Problem details: Copy, from the data below, each line that has the word "true".

Data for processing:
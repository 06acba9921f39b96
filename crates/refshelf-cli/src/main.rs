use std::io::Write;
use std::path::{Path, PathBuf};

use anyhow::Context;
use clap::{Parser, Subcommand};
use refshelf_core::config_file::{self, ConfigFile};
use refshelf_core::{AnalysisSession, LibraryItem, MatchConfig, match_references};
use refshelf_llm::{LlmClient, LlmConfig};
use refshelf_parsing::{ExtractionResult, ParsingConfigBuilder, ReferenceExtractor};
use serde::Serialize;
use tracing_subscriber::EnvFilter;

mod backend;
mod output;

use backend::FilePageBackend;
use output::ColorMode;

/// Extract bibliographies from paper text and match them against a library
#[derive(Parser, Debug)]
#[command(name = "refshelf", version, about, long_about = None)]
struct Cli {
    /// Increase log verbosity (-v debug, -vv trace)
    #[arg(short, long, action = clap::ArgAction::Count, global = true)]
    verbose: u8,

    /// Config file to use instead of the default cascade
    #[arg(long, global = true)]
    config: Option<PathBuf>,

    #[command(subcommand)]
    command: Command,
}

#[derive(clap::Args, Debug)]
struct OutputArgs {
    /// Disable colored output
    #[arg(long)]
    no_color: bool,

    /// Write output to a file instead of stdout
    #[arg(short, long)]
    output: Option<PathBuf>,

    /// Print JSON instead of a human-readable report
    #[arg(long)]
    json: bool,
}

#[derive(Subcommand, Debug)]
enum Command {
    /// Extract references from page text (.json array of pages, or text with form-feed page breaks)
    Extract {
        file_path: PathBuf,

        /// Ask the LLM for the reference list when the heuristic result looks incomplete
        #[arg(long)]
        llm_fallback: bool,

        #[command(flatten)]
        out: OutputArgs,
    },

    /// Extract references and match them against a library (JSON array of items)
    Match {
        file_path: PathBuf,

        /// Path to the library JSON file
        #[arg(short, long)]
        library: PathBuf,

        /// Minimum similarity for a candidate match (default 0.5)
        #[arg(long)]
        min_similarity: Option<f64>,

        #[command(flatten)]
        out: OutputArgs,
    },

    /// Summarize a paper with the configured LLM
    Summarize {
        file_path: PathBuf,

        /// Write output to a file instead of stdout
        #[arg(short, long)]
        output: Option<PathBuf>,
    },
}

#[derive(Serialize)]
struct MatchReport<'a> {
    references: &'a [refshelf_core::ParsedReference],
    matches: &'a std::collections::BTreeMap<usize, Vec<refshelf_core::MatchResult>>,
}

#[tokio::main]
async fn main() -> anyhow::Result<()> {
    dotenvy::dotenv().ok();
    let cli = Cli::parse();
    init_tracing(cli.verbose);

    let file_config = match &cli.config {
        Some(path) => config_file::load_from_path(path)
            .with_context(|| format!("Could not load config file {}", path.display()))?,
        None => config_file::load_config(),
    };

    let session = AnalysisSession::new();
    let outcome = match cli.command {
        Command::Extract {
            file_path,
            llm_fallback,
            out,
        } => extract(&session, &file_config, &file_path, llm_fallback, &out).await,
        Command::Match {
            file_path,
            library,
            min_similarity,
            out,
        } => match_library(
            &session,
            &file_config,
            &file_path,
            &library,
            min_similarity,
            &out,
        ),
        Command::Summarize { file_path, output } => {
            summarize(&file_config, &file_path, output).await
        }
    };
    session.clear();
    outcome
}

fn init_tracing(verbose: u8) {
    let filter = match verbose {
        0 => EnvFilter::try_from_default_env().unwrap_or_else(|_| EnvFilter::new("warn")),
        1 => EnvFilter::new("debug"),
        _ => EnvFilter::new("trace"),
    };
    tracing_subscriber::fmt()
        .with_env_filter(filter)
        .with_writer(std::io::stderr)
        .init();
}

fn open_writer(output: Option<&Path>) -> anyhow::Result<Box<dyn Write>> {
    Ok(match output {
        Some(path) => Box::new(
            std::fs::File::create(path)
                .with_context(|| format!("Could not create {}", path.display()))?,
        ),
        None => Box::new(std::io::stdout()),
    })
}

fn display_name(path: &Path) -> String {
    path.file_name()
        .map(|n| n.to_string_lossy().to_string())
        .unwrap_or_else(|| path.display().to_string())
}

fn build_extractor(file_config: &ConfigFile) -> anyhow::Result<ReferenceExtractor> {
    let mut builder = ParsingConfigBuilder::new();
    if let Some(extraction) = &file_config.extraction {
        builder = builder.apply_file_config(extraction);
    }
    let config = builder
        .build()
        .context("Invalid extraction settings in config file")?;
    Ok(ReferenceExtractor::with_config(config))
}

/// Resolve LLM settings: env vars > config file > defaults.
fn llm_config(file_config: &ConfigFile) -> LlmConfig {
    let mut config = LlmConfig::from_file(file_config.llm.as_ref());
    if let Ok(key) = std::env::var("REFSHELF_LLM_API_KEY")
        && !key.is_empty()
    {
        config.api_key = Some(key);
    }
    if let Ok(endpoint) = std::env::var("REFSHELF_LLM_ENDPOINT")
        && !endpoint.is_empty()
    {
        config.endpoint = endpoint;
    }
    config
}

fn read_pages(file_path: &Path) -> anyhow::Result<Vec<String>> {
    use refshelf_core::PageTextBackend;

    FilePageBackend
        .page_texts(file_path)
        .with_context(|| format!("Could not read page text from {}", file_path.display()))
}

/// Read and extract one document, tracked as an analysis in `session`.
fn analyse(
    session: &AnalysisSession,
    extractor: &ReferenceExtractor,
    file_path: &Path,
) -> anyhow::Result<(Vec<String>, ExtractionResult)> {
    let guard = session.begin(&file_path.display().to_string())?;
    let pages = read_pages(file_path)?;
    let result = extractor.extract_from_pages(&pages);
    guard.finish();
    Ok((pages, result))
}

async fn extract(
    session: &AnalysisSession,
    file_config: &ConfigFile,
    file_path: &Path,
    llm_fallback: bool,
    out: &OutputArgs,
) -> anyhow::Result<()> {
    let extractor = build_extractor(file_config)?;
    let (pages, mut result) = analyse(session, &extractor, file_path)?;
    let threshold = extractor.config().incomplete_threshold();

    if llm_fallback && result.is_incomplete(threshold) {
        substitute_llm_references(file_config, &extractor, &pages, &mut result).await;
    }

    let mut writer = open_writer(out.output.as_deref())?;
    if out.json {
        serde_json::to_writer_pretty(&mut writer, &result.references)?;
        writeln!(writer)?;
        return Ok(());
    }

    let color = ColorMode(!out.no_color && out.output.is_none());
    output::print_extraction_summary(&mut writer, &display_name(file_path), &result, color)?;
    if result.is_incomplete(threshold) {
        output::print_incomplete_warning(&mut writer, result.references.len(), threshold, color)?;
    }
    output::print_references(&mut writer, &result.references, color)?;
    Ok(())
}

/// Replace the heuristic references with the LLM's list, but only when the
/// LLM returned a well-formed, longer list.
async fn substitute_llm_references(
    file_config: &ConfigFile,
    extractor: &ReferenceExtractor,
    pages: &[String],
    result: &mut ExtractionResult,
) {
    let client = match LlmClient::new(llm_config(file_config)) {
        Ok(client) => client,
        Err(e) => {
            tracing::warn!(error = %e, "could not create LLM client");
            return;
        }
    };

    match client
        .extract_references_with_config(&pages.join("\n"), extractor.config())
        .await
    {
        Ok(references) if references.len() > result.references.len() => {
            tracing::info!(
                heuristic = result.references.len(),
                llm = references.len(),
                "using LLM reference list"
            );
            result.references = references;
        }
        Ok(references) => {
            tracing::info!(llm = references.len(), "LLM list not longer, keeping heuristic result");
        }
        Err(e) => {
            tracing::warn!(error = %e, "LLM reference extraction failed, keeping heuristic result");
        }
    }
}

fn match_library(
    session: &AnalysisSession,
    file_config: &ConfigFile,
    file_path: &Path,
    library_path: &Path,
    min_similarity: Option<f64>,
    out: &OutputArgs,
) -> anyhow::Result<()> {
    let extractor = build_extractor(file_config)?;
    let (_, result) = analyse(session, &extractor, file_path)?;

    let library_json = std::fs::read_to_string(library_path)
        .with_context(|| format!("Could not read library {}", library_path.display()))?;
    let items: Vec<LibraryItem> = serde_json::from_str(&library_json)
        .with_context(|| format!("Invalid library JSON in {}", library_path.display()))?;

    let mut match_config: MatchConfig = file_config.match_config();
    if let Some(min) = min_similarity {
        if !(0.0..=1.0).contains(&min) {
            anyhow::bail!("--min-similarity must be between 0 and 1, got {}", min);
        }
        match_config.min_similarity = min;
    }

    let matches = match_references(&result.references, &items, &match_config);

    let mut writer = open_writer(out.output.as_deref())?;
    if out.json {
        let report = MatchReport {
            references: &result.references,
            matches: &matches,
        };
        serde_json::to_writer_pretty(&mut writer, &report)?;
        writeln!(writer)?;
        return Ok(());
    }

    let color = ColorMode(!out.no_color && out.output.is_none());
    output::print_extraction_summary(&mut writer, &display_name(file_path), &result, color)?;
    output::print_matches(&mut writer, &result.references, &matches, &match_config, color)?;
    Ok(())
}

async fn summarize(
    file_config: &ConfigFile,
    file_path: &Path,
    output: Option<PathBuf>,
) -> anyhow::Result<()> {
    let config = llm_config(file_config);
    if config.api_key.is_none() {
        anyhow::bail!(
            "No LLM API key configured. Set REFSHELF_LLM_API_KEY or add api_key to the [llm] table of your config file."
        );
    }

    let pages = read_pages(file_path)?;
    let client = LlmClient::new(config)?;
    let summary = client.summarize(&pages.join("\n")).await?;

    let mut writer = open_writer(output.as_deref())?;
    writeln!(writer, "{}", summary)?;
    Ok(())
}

Task answer:
    #[arg(short, long, action = clap::ArgAction::Count, global = true)]
    #[arg(long, global = true)]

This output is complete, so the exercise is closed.